*** SOURCE MATERIAL ***

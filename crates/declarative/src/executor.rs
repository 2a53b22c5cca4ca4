//! Execution engine - retrieves, diffs and converges resources with
//! parallelism and privilege batching

use crate::context::{ApplyContext, ConfirmCallback, ProgressCallback, SudoProvider};
use crate::diff::compute_diffs;
use crate::planner::ExecutionPlan;
use crate::resource::{BoxedResource, Resource};
use crate::types::{ApplyResult, ExecuteOptions, ExecuteSummary};
use anyhow::{Context, Result};
use rayon::prelude::*;

/// Execute a plan with the given options and callbacks
///
/// Every resource is retrieved first. Resources that fail to retrieve are
/// reported as failed and dropped from the plan. If nothing is out of sync
/// the run ends there; otherwise the user is asked to confirm, unprivileged
/// resources are converged in parallel and privileged ones sequentially
/// after acquiring sudo once.
///
/// # Arguments
/// * `plan` - The execution plan to run
/// * `opts` - Execution options (dry_run, jobs, verbose)
/// * `sudo_provider` - Provider for privileged operations (called lazily if needed)
/// * `progress` - Progress callback
/// * `confirm` - Confirmation callback
pub fn execute<S, P, C>(
    mut plan: ExecutionPlan,
    opts: ExecuteOptions,
    sudo_provider: impl FnOnce() -> Result<S>,
    progress: &mut P,
    confirm: &mut C,
) -> Result<ExecuteSummary>
where
    S: SudoProvider,
    P: ProgressCallback,
    C: ConfirmCallback,
{
    let mut summary = ExecuteSummary::default();

    for (id, result) in retrieve_batch(&mut plan.unprivileged, opts.jobs)?
        .into_iter()
        .chain(retrieve_batch(&mut plan.privileged, opts.jobs)?)
    {
        progress.on_resource_complete(&id, &result);
        summary.add_result(&result);
    }

    let unprivileged_diffs = compute_diffs(&plan.unprivileged);
    let privileged_diffs = compute_diffs(&plan.privileged);
    let total_changes = unprivileged_diffs.len() + privileged_diffs.len();
    let unchanged = plan.total_resources() - total_changes;

    if total_changes == 0 {
        summary.no_change += unchanged;
        return Ok(summary);
    }

    if opts.dry_run {
        summary.skipped += total_changes;
        summary.no_change += unchanged;
        return Ok(summary);
    }

    if !confirm.confirm("Apply changes?")? {
        summary.skipped += total_changes;
        summary.no_change += unchanged;
        return Ok(summary);
    }

    if !plan.unprivileged.is_empty() {
        progress.on_batch_start(plan.unprivileged.len(), false);
        let results = execute_batch(&mut plan.unprivileged, opts.jobs, opts.verbose, None, progress)?;
        for result in &results {
            summary.add_result(result);
        }
        progress.on_batch_complete();
    }

    if !plan.privileged.is_empty() {
        // Only ask for privileges when something privileged is out of sync
        if privileged_diffs.is_empty() {
            summary.no_change += plan.privileged.len();
            return Ok(summary);
        }

        let sudo = sudo_provider()?;

        progress.on_batch_start(plan.privileged.len(), true);
        let results = execute_batch(
            &mut plan.privileged,
            1, // Sequential for sudo
            opts.verbose,
            Some(&sudo),
            progress,
        )?;
        for result in &results {
            summary.add_result(result);
        }
        progress.on_batch_complete();
    }

    Ok(summary)
}

/// Retrieve every resource, dropping the ones that fail
///
/// Returns a failed result for each dropped resource.
pub fn retrieve_batch(
    resources: &mut Vec<BoxedResource>,
    jobs: usize,
) -> Result<Vec<(String, ApplyResult)>> {
    let pool = rayon::ThreadPoolBuilder::new()
        .num_threads(jobs.max(1))
        .build()
        .context("Failed to create retrieve thread pool")?;

    let outcomes: Vec<Option<ApplyResult>> = pool.install(|| {
        resources
            .par_iter_mut()
            .map(|resource| match resource.retrieve() {
                Ok(()) => None,
                Err(e) => {
                    log::warn!("could not retrieve {}: {}", resource.id(), e);
                    Some(ApplyResult::Failed {
                        error: e.to_string(),
                    })
                }
            })
            .collect()
    });

    let mut failures = Vec::new();
    let mut kept = Vec::with_capacity(resources.len());
    for (resource, outcome) in resources.drain(..).zip(outcomes) {
        match outcome {
            None => kept.push(resource),
            Some(result) => failures.push((resource.id(), result)),
        }
    }
    *resources = kept;

    Ok(failures)
}

/// Execute a batch of resources
fn execute_batch<P: ProgressCallback>(
    resources: &mut [BoxedResource],
    jobs: usize,
    verbose: bool,
    sudo: Option<&dyn SudoProvider>,
    progress: &mut P,
) -> Result<Vec<ApplyResult>> {
    let sequential = jobs <= 1 || resources.len() == 1 || resources.iter().any(|r| !r.can_parallelize());

    if sequential {
        let mut results = Vec::with_capacity(resources.len());
        for resource in resources.iter_mut() {
            progress.on_resource_start(&resource.id(), &resource.description());
            let result = apply_resource(resource.as_mut(), verbose, sudo);
            progress.on_resource_complete(&resource.id(), &result);
            results.push(result);
        }
        Ok(results)
    } else {
        execute_parallel(resources, jobs, verbose, sudo, progress)
    }
}

/// Execute resources in parallel using rayon
fn execute_parallel<P: ProgressCallback>(
    resources: &mut [BoxedResource],
    jobs: usize,
    verbose: bool,
    sudo: Option<&dyn SudoProvider>,
    progress: &mut P,
) -> Result<Vec<ApplyResult>> {
    // The progress callback is not thread-safe; results are reported after the pool finishes.
    let pool = rayon::ThreadPoolBuilder::new()
        .num_threads(jobs)
        .build()
        .context("Failed to create apply thread pool")?;

    let results: Vec<(String, ApplyResult)> = pool.install(|| {
        resources
            .par_iter_mut()
            .map(|resource| {
                let result = apply_resource(resource.as_mut(), verbose, sudo);
                (resource.id(), result)
            })
            .collect()
    });

    for (id, result) in &results {
        progress.on_resource_complete(id, result);
    }

    Ok(results.into_iter().map(|(_, r)| r).collect())
}

/// Apply a single resource
fn apply_resource(
    resource: &mut dyn Resource,
    verbose: bool,
    sudo: Option<&dyn SudoProvider>,
) -> ApplyResult {
    let mut ctx = match sudo {
        Some(s) => ApplyContext::with_sudo(false, verbose, s),
        None => ApplyContext::new(false, verbose),
    };

    match resource.apply(&mut ctx) {
        Ok(result) => result,
        Err(e) => ApplyResult::Failed {
            error: e.to_string(),
        },
    }
}

/// Simple execution without callbacks
///
/// For basic use cases where you don't need progress or confirmation.
pub fn execute_simple<S: SudoProvider>(
    plan: ExecutionPlan,
    opts: ExecuteOptions,
    sudo_provider: impl FnOnce() -> Result<S>,
) -> Result<ExecuteSummary> {
    use crate::context::{AutoConfirm, NoProgress};

    execute(plan, opts, sudo_provider, &mut NoProgress, &mut AutoConfirm)
}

*** End of SOURCE MATERIAL ***

## WHAT THE TASK REQUIRES:
Every line above should be printed again exactly as it stands.

## WRITTEN SOLUTION:
filename crates/declarative/src/executor.rs
repository 2a53b22c5cca4ca4
//! Execution engine - retrieves, diffs and converges resources with
//! parallelism and privilege batching

use crate::context::{ApplyContext, ConfirmCallback, ProgressCallback, SudoProvider};
use crate::diff::compute_diffs;
use crate::planner::ExecutionPlan;
use crate::resource::{BoxedResource, Resource};
use crate::types::{ApplyResult, ExecuteOptions, ExecuteSummary};
use anyhow::{Context, Result};
use rayon::prelude::*;

/// Execute a plan with the given options and callbacks
///
/// Every resource is retrieved first. Resources that fail to retrieve are
/// reported as failed and dropped from the plan. If nothing is out of sync
/// the run ends there; otherwise the user is asked to confirm, unprivileged
/// resources are converged in parallel and privileged ones sequentially
/// after acquiring sudo once.
///
/// # Arguments
/// * `plan` - The execution plan to run
/// * `opts` - Execution options (dry_run, jobs, verbose)
/// * `sudo_provider` - Provider for privileged operations (called lazily if needed)
/// * `progress` - Progress callback
/// * `confirm` - Confirmation callback
pub fn execute<S, P, C>(
    mut plan: ExecutionPlan,
    opts: ExecuteOptions,
    sudo_provider: impl FnOnce() -> Result<S>,
    progress: &mut P,
    confirm: &mut C,
) -> Result<ExecuteSummary>
where
    S: SudoProvider,
    P: ProgressCallback,
    C: ConfirmCallback,
{
    let mut summary = ExecuteSummary::default();

    for (id, result) in retrieve_batch(&mut plan.unprivileged, opts.jobs)?
        .into_iter()
        .chain(retrieve_batch(&mut plan.privileged, opts.jobs)?)
    {
        progress.on_resource_complete(&id, &result);
        summary.add_result(&result);
    }

    let unprivileged_diffs = compute_diffs(&plan.unprivileged);
    let privileged_diffs = compute_diffs(&plan.privileged);
    let total_changes = unprivileged_diffs.len() + privileged_diffs.len();
    let unchanged = plan.total_resources() - total_changes;

    if total_changes == 0 {
        summary.no_change += unchanged;
        return Ok(summary);
    }

    if opts.dry_run {
        summary.skipped += total_changes;
        summary.no_change += unchanged;
        return Ok(summary);
    }

    if !confirm.confirm("Apply changes?")? {
        summary.skipped += total_changes;
        summary.no_change += unchanged;
        return Ok(summary);
    }

    if !plan.unprivileged.is_empty() {
        progress.on_batch_start(plan.unprivileged.len(), false);
        let results = execute_batch(&mut plan.unprivileged, opts.jobs, opts.verbose, None, progress)?;
        for result in &results {
            summary.add_result(result);
        }
        progress.on_batch_complete();
    }

    if !plan.privileged.is_empty() {
        // Only ask for privileges when something privileged is out of sync
        if privileged_diffs.is_empty() {
            summary.no_change += plan.privileged.len();
            return Ok(summary);
        }

        let sudo = sudo_provider()?;

        progress.on_batch_start(plan.privileged.len(), true);
        let results = execute_batch(
            &mut plan.privileged,
            1, // Sequential for sudo
            opts.verbose,
            Some(&sudo),
            progress,
        )?;
        for result in &results {
            summary.add_result(result);
        }
        progress.on_batch_complete();
    }

    Ok(summary)
}

/// Retrieve every resource, dropping the ones that fail
///
/// Returns a failed result for each dropped resource.
pub fn retrieve_batch(
    resources: &mut Vec<BoxedResource>,
    jobs: usize,
) -> Result<Vec<(String, ApplyResult)>> {
    let pool = rayon::ThreadPoolBuilder::new()
        .num_threads(jobs.max(1))
        .build()
        .context("Failed to create retrieve thread pool")?;

    let outcomes: Vec<Option<ApplyResult>> = pool.install(|| {
        resources
            .par_iter_mut()
            .map(|resource| match resource.retrieve() {
                Ok(()) => None,
                Err(e) => {
                    log::warn!("could not retrieve {}: {}", resource.id(), e);
                    Some(ApplyResult::Failed {
                        error: e.to_string(),
                    })
                }
            })
            .collect()
    });

    let mut failures = Vec::new();
    let mut kept = Vec::with_capacity(resources.len());
    for (resource, outcome) in resources.drain(..).zip(outcomes) {
        match outcome {
            None => kept.push(resource),
            Some(result) => failures.push((resource.id(), result)),
        }
    }
    *resources = kept;

    Ok(failures)
}

/// Execute a batch of resources
fn execute_batch<P: ProgressCallback>(
    resources: &mut [BoxedResource],
    jobs: usize,
    verbose: bool,
    sudo: Option<&dyn SudoProvider>,
    progress: &mut P,
) -> Result<Vec<ApplyResult>> {
    let sequential = jobs <= 1 || resources.len() == 1 || resources.iter().any(|r| !r.can_parallelize());

    if sequential {
        let mut results = Vec::with_capacity(resources.len());
        for resource in resources.iter_mut() {
            progress.on_resource_start(&resource.id(), &resource.description());
            let result = apply_resource(resource.as_mut(), verbose, sudo);
            progress.on_resource_complete(&resource.id(), &result);
            results.push(result);
        }
        Ok(results)
    } else {
        execute_parallel(resources, jobs, verbose, sudo, progress)
    }
}

/// Execute resources in parallel using rayon
fn execute_parallel<P: ProgressCallback>(
    resources: &mut [BoxedResource],
    jobs: usize,
    verbose: bool,
    sudo: Option<&dyn SudoProvider>,
    progress: &mut P,
) -> Result<Vec<ApplyResult>> {
    // The progress callback is not thread-safe; results are reported after the pool finishes.
    let pool = rayon::ThreadPoolBuilder::new()
        .num_threads(jobs)
        .build()
        .context("Failed to create apply thread pool")?;

    let results: Vec<(String, ApplyResult)> = pool.install(|| {
        resources
            .par_iter_mut()
            .map(|resource| {
                let result = apply_resource(resource.as_mut(), verbose, sudo);
                (resource.id(), result)
            })
            .collect()
    });

    for (id, result) in &results {
        progress.on_resource_complete(id, result);
    }

    Ok(results.into_iter().map(|(_, r)| r).collect())
}

/// Apply a single resource
fn apply_resource(
    resource: &mut dyn Resource,
    verbose: bool,
    sudo: Option<&dyn SudoProvider>,
) -> ApplyResult {
    let mut ctx = match sudo {
        Some(s) => ApplyContext::with_sudo(false, verbose, s),
        None => ApplyContext::new(false, verbose),
    };

    match resource.apply(&mut ctx) {
        Ok(result) => result,
        Err(e) => ApplyResult::Failed {
            error: e.to_string(),
        },
    }
}

/// Simple execution without callbacks
///
/// For basic use cases where you don't need progress or confirmation.
pub fn execute_simple<S: SudoProvider>(
    plan: ExecutionPlan,
    opts: ExecuteOptions,
    sudo_provider: impl FnOnce() -> Result<S>,
) -> Result<ExecuteSummary> {
    use crate::context::{AutoConfirm, NoProgress};

    execute(plan, opts, sudo_provider, &mut NoProgress, &mut AutoConfirm)
}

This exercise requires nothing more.